Food allergy is an unrecognized epidemic that now involves about 1 in every 12 children. People think food allergy is simply an annoyance, brought on by helicopter parents. Nothing could be farther from the truth.

This is a very bad disease that not only can kill them but alters people’s lives because they cannot eat freely or even feel comfortable going to a birthday party or a soccer game.

Thirty-five years ago, I cared for some of the first patients with AIDS at Walter Reed and NIH. If you told me back then that one day AIDS would be a totally treatable disease with hundreds of drugs available and that we would have nothing to offer children with food allergies except epinephrine autoinjectors, I would not have believed you. That, unfortunately, is the remarkable situation we now face.

“We want to make sure that we’re going to be around to help people and develop not just first-generation therapies that might help a portion of patients, but create fundamental change in how people approach food allergy that will provide universal therapies that eventually end this disease.”

James R. Baker, Jr., M.D.

Why are you passionate about food allergy research?

I have been an allergist for almost 40 years, and during the course of my career, this has become one of the major illnesses allergists treat. When I first started, if we had someone come in with peanut allergy, we would call in all the trainees to show them because it was an anomaly.

Now about a third of an allergist’s practice includes patients with food allergy. Having observed young people devastated by this disease not being able to eat, not being able to participate, seeing the incredible increase that’s occurred over the years makes it a real passion for me.

The fact that there’s been so little done about helping these children is frustrating and quite honestly an embarrassment to me as a physician.

I am very passionate in trying to move the science along and get patients real therapies that will keep them from being literally killed by the problem. I am pleased that we now have better recognition of the problem, but people still don’t take it seriously. I think that’s something we need to change.

What would you like people to understand about food allergy research?

Number one, I think people need to understand that food allergy is a disease — not some type of lifestyle decision. It’s a disease that can kill people, and it’s a disease that has no therapy and no prevention.
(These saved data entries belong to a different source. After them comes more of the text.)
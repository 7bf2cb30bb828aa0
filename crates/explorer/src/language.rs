//! File-extension to language-id mapping for opened scratch files.

/// Language id for a file name, by extension.
///
/// Intentionally minimal; extend the table as needed.
pub fn language_id(file_name: &str) -> &'static str {
    let extension = file_name
        .rsplit_once('.')
        .map(|(_, ext)| ext.to_ascii_lowercase());
    match extension.as_deref() {
        Some("py") => "python",
        Some("js") => "javascript",
        Some("ts") => "typescript",
        _ => "plaintext",
    }
}

#[cfg(test)]
mod tests {
    use super::*;

    #[test]
    fn known_extensions_map() {
        assert_eq!(language_id("script.py"), "python");
        assert_eq!(language_id("app.ts"), "typescript");
        assert_eq!(language_id("index.js"), "javascript");
    }

    #[test]
    fn unknown_and_missing_extensions_are_plaintext() {
        assert_eq!(language_id("notes.txt"), "plaintext");
        assert_eq!(language_id("README"), "plaintext");
        assert_eq!(language_id("model.ipynb"), "plaintext");
    }

    #[test]
    fn extension_match_is_case_insensitive() {
        assert_eq!(language_id("SCRIPT.PY"), "python");
    }
}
Most importantly, when you look at allergic children that don’t appear ill, please remember that at any moment if they are exposed to a food, they could die. That’s something that everyone needs to understand.
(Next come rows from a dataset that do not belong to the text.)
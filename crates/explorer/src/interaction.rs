//! The interaction port: the narrow surface through which flows talk to
//! the user. Editor hosts back it with modal dialogs and input boxes; the
//! terminal host backs it with stdin/stdout; tests back it with scripted
//! doubles.

use async_trait::async_trait;

/// How loudly to surface a notification.
#[derive(Debug, Clone, Copy, PartialEq, Eq)]
pub enum Severity {
    Info,
    Warning,
    Error,
}

/// User-facing dialogs and notifications.
#[async_trait]
pub trait Interaction: Send + Sync {
    /// Yes/no question. `false` means the user declined or dismissed it.
    async fn confirm(&self, message: &str) -> bool;

    /// Free-text input. `None` means the user cancelled.
    async fn prompt(&self, message: &str) -> Option<String>;

    /// Like [`Self::prompt`] but the input should not be echoed (tokens).
    async fn prompt_secret(&self, message: &str) -> Option<String> {
        self.prompt(message).await
    }

    /// Fire-and-forget notification.
    fn notify(&self, severity: Severity, message: &str);
}

/// Scripted interaction double for tests.
///
/// Answers dialogs from pre-loaded queues and records everything it was
/// asked, so tests can assert on prompts, confirmations, and notices
/// without a real UI.
pub mod test_support {
    use std::collections::VecDeque;
    use std::sync::Mutex;

    use async_trait::async_trait;

    use super::{Interaction, Severity};

    #[derive(Default)]
    pub struct Scripted {
        confirm_answers: Mutex<VecDeque<bool>>,
        prompt_answers: Mutex<VecDeque<Option<String>>>,
        confirms_asked: Mutex<Vec<String>>,
        prompts_asked: Mutex<Vec<String>>,
        notices: Mutex<Vec<(Severity, String)>>,
    }

    impl Scripted {
        pub fn new() -> Self {
            Self::default()
        }

        /// Queue the answer for the next confirmation dialog.
        pub fn answer_confirm(&self, answer: bool) {
            self.confirm_answers.lock().unwrap().push_back(answer);
        }

        /// Queue the answer for the next prompt.
        pub fn answer_prompt(&self, answer: Option<&str>) {
            self.prompt_answers
                .lock()
                .unwrap()
                .push_back(answer.map(str::to_string));
        }

        pub fn confirms_asked(&self) -> Vec<String> {
            self.confirms_asked.lock().unwrap().clone()
        }

        pub fn prompts_asked(&self) -> Vec<String> {
            self.prompts_asked.lock().unwrap().clone()
        }

        pub fn notices(&self) -> Vec<(Severity, String)> {
            self.notices.lock().unwrap().clone()
        }

        /// Messages notified at `Severity::Error`.
        pub fn errors(&self) -> Vec<String> {
            self.notices()
                .into_iter()
                .filter(|(severity, _)| *severity == Severity::Error)
                .map(|(_, message)| message)
                .collect()
        }
    }

    #[async_trait]
    impl Interaction for Scripted {
        /// Unscripted confirmations decline, matching a dismissed dialog.
        async fn confirm(&self, message: &str) -> bool {
            self.confirms_asked.lock().unwrap().push(message.to_string());
            self.confirm_answers
                .lock()
                .unwrap()
                .pop_front()
                .unwrap_or(false)
        }

        async fn prompt(&self, message: &str) -> Option<String> {
            self.prompts_asked.lock().unwrap().push(message.to_string());
            self.prompt_answers
                .lock()
                .unwrap()
                .pop_front()
                .flatten()
        }

        fn notify(&self, severity: Severity, message: &str) {
            self.notices
                .lock()
                .unwrap()
                .push((severity, message.to_string()));
        }
    }
}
Michigan is committed to being “first in class” in addressing food allergies from every aspect. If you are interested in any specific area of food allergy, be it the environment, be it the immunology, be it drugs or vaccines to treat, let alone the psychosocial issues, you should feel comfortable that Michigan is going to take the lead in all those areas.

What do you hope for the future?

We’re starting to see glimmers of scientific insights and at Michigan, we have a critical mass forming. Despite this, food allergy is a tough and a complex disease. I don’t view our work as a sprint; it is a marathon.

One of the things we’re doing here at the Weiser Center is setting up for the long term. We want to make sure that we’re going to be around to help people and develop not just first-generation therapies that might help a portion of patients, but create fundamental change in how people approach food allergy that will provide universal therapies that eventually end this disease.